Agenda item

11.00am NHS B&NES Clinical Commissioning Group 5 year plan and Better Care Fund (50 minutes)

The Board is asked to approve:

 

·  The Draft 5 Year Strategy, noting that the final submission of the Strategy will be 20th June 2014 and further work is required in the interim in the following areas:

a) Public engagement – further sessions are planned in April and May to consult members of the public regarding our plans.

b) Developing impact assessments

c) Detailed implementation plans

d) Strengthening our articulation of the case for change

e) Demonstrating we are addressing the national priorities fully

f) Consolidating the consistency and synergy between the 2 year operational plan and 5 year draft strategy.

 

·  The final version of the Strategy will be brought back to the Health and Wellbeing Board for approval in May 2014.

 

·  The Better Care Fund Plan attached at Appendix 2 which will be submitted on 4th April 2014.

 

·  The Draft Operational Plan which will be submitted to NHS England on 4th April 2014. This is provided for information only. Some elements of this plan are still progressing e.g. contract values and we expect some details to change before submission but we do not anticipate any material changes to the headline figures.

Minutes:

The Chair invited Dr Ian Orpen, Dr Simon Douglass and Jane Shayler to give a presentation and introduce the report.

Dr Orpen and Dr Douglass gave a presentation (attached to these minutes) where they highlighted the following points:

  • Patient - a real case study : Bath & North East Somerset CCG
  • History: context of CCG
  • Symptoms: challenges facing CCG
  • The uncomfortable truth: financial challenge going
  • Diagnosis, treatment plan and Prescription: how the CCG plans to tackle the issues facing it focussing on the 6 priority areas
  • Prognosis: the object of developing a sustainable health and social care service
  • Transformational Leadership Board – that will be responsible for delivery of the plans
  • Operation Plan for 2014-16 with special focus on
    1. Urgent Care
    2. Primary Care
    3. Long Term Conditions and Frail Older People
    4. Planned care
  • Quality Objectives that support the plans
  • Enablers that will help deliver the plan

 

 The Chair thanked officers and providers who worked on the 5 Year Clinical Commissioning Group Plan. 
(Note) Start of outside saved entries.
//! Front-matter properties extraction.
//!
//! Authors put a YAML preamble between `---` fences at the top of a document.
//! The Yuque editor frequently stores the line breaks inside that preamble as
//! `<br />` tags, so they are turned back into newlines before parsing.

use std::sync::LazyLock;

use regex::Regex;
use serde_json::Value;
use tracing::debug;

use crate::model::DocProperties;
use crate::scrape::compile_static_regex;

static BR_TAG_RE: LazyLock<Regex> = LazyLock::new(|| compile_static_regex(r"(?i)<br\s*/?>"));

/// Opening `---` fence followed by a line break.
static OPEN_FENCE_RE: LazyLock<Regex> =
    LazyLock::new(|| compile_static_regex(r"(?i)\A---[ \t]*(?:\r?\n|<br\s*/?>)"));

/// Closing `---` fence on a line of its own; a `---` inside a value never matches.
static CLOSE_FENCE_RE: LazyLock<Regex> = LazyLock::new(|| {
    compile_static_regex(r"(?i)(?:\r?\n|<br\s*/?>)---[ \t]*(?:\r?\n|<br\s*/?>|\z)")
});

/// A document body with its preamble separated out.
#[derive(Debug, Clone, Default, PartialEq)]
pub struct SplitBody {
    /// Body content after the preamble.
    pub body: String,
    /// Parsed preamble; empty when there is none or it is not valid YAML.
    pub properties: DocProperties,
}

/// Separates the front-matter preamble from `raw`.
///
/// A body without a well-formed preamble is returned unchanged with no
/// properties.
#[must_use]
pub fn split_properties(raw: &str) -> SplitBody {
    let unchanged = || SplitBody {
        body: raw.to_string(),
        properties: DocProperties::new(),
    };

    let trimmed = raw.trim_start();
    let Some(open) = OPEN_FENCE_RE.find(trimmed) else {
        return unchanged();
    };
    let after_open = &trimmed[open.end()..];
    let Some(close) = CLOSE_FENCE_RE.find(after_open) else {
        return unchanged();
    };

    let preamble = BR_TAG_RE.replace_all(&after_open[..close.start()], "\n");
    let Some(properties) = parse_preamble(&preamble) else {
        return unchanged();
    };

    let rest = &after_open[close.end()..];
    SplitBody {
        body: rest.trim_start_matches(['\r', '\n']).to_string(),
        properties,
    }
}

fn parse_preamble(preamble: &str) -> Option<DocProperties> {
    if preamble.trim().is_empty() {
        return None;
    }
    let yaml: serde_yaml::Value = match serde_yaml::from_str(preamble) {
        Ok(value) => value,
        Err(error) => {
            debug!(%error, "preamble is not valid YAML");
            return None;
        }
    };
    match serde_json::to_value(yaml) {
        Ok(Value::Object(map)) => Some(map.into_iter().collect()),
        Ok(_) => None,
        Err(error) => {
            debug!(%error, "preamble is not a string-keyed mapping");
            None
        }
    }
}

#[cfg(test)]
#[allow(clippy::unwrap_used)]
mod tests {
    use super::*;

    #[test]
    fn test_split_plain_front_matter() {
        let raw = "---\ntitle: Hello\ntags:\n  - a\n  - b\n---\n\n# Body\n";
        let split = split_properties(raw);
        assert_eq!(split.properties["title"], Value::from("Hello"));
        assert_eq!(split.properties["tags"], serde_json::json!(["a", "b"]));
        assert_eq!(split.body, "# Body\n");
    }

    #[test]
    fn test_split_br_encoded_front_matter() {
        let raw = "---<br />title: Hello<br />date: 2023-05-01<br />---<br /># Body";
        let split = split_properties(raw);
        assert_eq!(split.properties["title"], Value::from("Hello"));
        assert_eq!(split.properties["date"], Value::from("2023-05-01"));
        assert_eq!(split.body, "# Body");
    }

    #[test]
    fn test_split_keeps_dashes_inside_values() {
        let raw = "---\ntitle: a---b\ntags: x\n---\n# Body\n";
        let split = split_properties(raw);
        assert_eq!(split.properties["title"], Value::from("a---b"));
        assert_eq!(split.properties["tags"], Value::from("x"));
        assert_eq!(split.body, "# Body\n");
    }

    #[test]
    fn test_split_keeps_dashes_inside_br_encoded_values() {
        let raw = "---<br />title: a---b<br />---<br />Body";
        let split = split_properties(raw);
        assert_eq!(split.properties["title"], Value::from("a---b"));
        assert_eq!(split.body, "Body");
    }

    #[test]
    fn test_split_crlf_front_matter() {
        let raw = "---\r\ntitle: Hello\r\n---\r\nBody";
        let split = split_properties(raw);
        assert_eq!(split.properties["title"], Value::from("Hello"));
        assert_eq!(split.body, "Body");
    }

    #[test]
    fn test_split_without_closing_fence_is_unchanged() {
        let raw = "---\ntitle: a---b\n# Body";
        let split = split_properties(raw);
        assert!(split.properties.is_empty());
        assert_eq!(split.body, raw);
    }

    #[test]
    fn test_split_without_preamble_is_unchanged() {
        let raw = "# Title\n\n--- a rule ---\n";
        let split = split_properties(raw);
        assert!(split.properties.is_empty());
        assert_eq!(split.body, raw);
    }

    #[test]
    fn test_split_invalid_yaml_is_unchanged() {
        let raw = "---\n: : :\n  - [\n---\nbody";
        let split = split_properties(raw);
        assert!(split.properties.is_empty());
        assert_eq!(split.body, raw);
    }

    #[test]
    fn test_split_scalar_preamble_is_unchanged() {
        let raw = "---\njust text\n---\nbody";
        let split = split_properties(raw);
        assert!(split.properties.is_empty());
        assert_eq!(split.body, raw);
    }
}
//! Additive cookie session for the password/cookie client.
//!
//! The session is a single `Cookie` header value. Every response along the
//! login, unlock and fetch path may carry `Set-Cookie` headers; their
//! `name=value` pairs are appended to the header and nothing is ever removed.

use std::fmt;

use chrono::Utc;
use reqwest::header::{HeaderMap, SET_COOKIE};
use tracing::debug;

/// Cookie state owned by one client instance.
#[derive(Clone, Default)]
pub struct Session {
    data: Option<String>,
    captured_at: Option<i64>,
}

impl Session {
    /// Creates an empty session.
    #[must_use]
    pub fn new() -> Self {
        Self::default()
    }

    /// Adopts a browser cookie string as-is.
    #[must_use]
    pub fn from_cookie(cookie: impl Into<String>) -> Self {
        Self {
            data: Some(cookie.into()),
            captured_at: Some(Utc::now().timestamp_millis()),
        }
    }

    /// Returns the `Cookie` header value, if any cookie has been captured.
    #[must_use]
    pub fn cookie_header(&self) -> Option<&str> {
        self.data.as_deref().filter(|data| !data.is_empty())
    }

    /// Returns when the session last changed, in epoch milliseconds.
    #[must_use]
    pub fn captured_at(&self) -> Option<i64> {
        self.captured_at
    }

    /// Appends the `name=value` part of each `Set-Cookie` value.
    ///
    /// Returns the number of cookies appended.
    pub fn merge_set_cookie<'a>(&mut self, values: impl IntoIterator<Item = &'a str>) -> usize {
        let pairs: Vec<&str> = values
            .into_iter()
            .filter_map(|value| value.split(';').next())
            .map(str::trim)
            .filter(|pair| pair.contains('=') && !pair.starts_with('='))
            .collect();
        if pairs.is_empty() {
            return 0;
        }

        let next = pairs.join("; ");
        self.data = Some(match self.cookie_header() {
            Some(existing) => format!("{existing}; {next}"),
            None => next,
        });
        self.captured_at = Some(Utc::now().timestamp_millis());
        debug!(count = pairs.len(), "merged response cookies into session");
        pairs.len()
    }

    /// Merges every `Set-Cookie` header of a response.
    pub fn merge_headers(&mut self, headers: &HeaderMap) -> usize {
        self.merge_set_cookie(
            headers
                .get_all(SET_COOKIE)
                .iter()
                .filter_map(|value| value.to_str().ok()),
        )
    }
}

// Cookie values are credentials; keep them out of logs.
impl fmt::Debug for Session {
    fn fmt(&self, f: &mut fmt::Formatter<'_>) -> fmt::Result {
        f.debug_struct("Session")
            .field("data", &self.data.as_ref().map(|_| "[REDACTED]"))
            .field("captured_at", &self.captured_at)
            .finish()
    }
}

#[cfg(test)]
#[allow(clippy::unwrap_used)]
mod tests {
    use reqwest::header::HeaderValue;

    use super::*;

    #[test]
    fn test_merge_into_empty_session() {
        let mut session = Session::new();
        let added = session.merge_set_cookie(["_yuque_session=abc; Path=/; HttpOnly"]);
        assert_eq!(added, 1);
        assert_eq!(session.cookie_header(), Some("_yuque_session=abc"));
        assert!(session.captured_at().is_some());
    }

    #[test]
    fn test_merge_is_additive() {
        let mut session = Session::from_cookie("a=1");
        session.merge_set_cookie(["b=2; Path=/", "c=3"]);
        session.merge_set_cookie(["a=4"]);
        assert_eq!(session.cookie_header(), Some("a=1; b=2; c=3; a=4"));
    }

    #[test]
    fn test_merge_ignores_empty_values() {
        let mut session = Session::from_cookie("a=1");
        assert_eq!(session.merge_set_cookie(["", "  ; Path=/", "=novalue"]), 0);
        assert_eq!(session.cookie_header(), Some("a=1"));
    }

    #[test]
    fn test_merge_headers_reads_all_set_cookie_values() {
        let mut headers = HeaderMap::new();
        headers.append(SET_COOKIE, HeaderValue::from_static("x=1; Path=/"));
        headers.append(SET_COOKIE, HeaderValue::from_static("y=2; Secure"));
        let mut session = Session::new();
        assert_eq!(session.merge_headers(&headers), 2);
        assert_eq!(session.cookie_header(), Some("x=1; y=2"));
    }

    #[test]
    fn test_debug_redacts_cookie() {
        let session = Session::from_cookie("secret=value");
        let debug = format!("{session:?}");
        assert!(!debug.contains("secret=value"));
        assert!(debug.contains("[REDACTED]"));
    }
}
Councillor Romero welcomed the Plan though she expressed her concern that, although 30% of the population were ‘under 25’, there was hardly any mention of the young people in the Plan.  Councillor Romero hoped that the Better Care Fund would have more focus on the young people.  Councillor Romero welcomed that databases and IT had been joined up between organisations.

 

Dr Orpen responded that children services were an important part of the Plan.  The CCG had to concentrate on key areas, on priorities, which didn’t mean that the other areas were forgotten.

 

John Holden highlighted three points of the Plan:

 

a)  Provision of health services in the community with reference to provision of services in a cluster population of 30-50,000.  John Holden commented that, for him, it looked like GPs would operate on cluster level, rather than on individual level.

b)  Organisational chart – John Holden expressed his concern on the accountability in the system.  There should be much tighter, smaller membership, practice.

c)  The whole ethos was about getting money out of the acute centre into the community arena.  John Holden expressed his concern that it was hard to see a mechanism for making that happen, as there was nothing to force the pace of that transition.

 

The Chair commented that the involvement of Primary Care in terms of our strategies was vital.

 

Dr Douglass commented that the Plan was still in draft.  In terms of getting money out of the acute centre into the community arena – these were still untested waters.  There has been an opportunity to make this happen because of the investment into great working relationships.  Dr Douglass also said that he noticed change in the way providers work, for the better.

 

Diana Hall Hall commented that the patient was, and should be, in the centre of thinking.  Diana Hall Hall said she was interested in the public engagement at the primary care.  Diana Hall Hall said it would be helpful to know what the local GPs think about this.

 

The Board agreed with the comments from John Holden, Dr Douglass and Diana Hall Hall.

 

Douglas Blair commented that the NHS England was responsible for the primary care commissioning.  The NHS England would need to be clear what would be locally expected from the primary care.

 

Pat Foster commented that the Healthwatch welcomed the Plan and also the Better Care Fund.

 

It was RESOLVED to approve recommendations as listed in the report.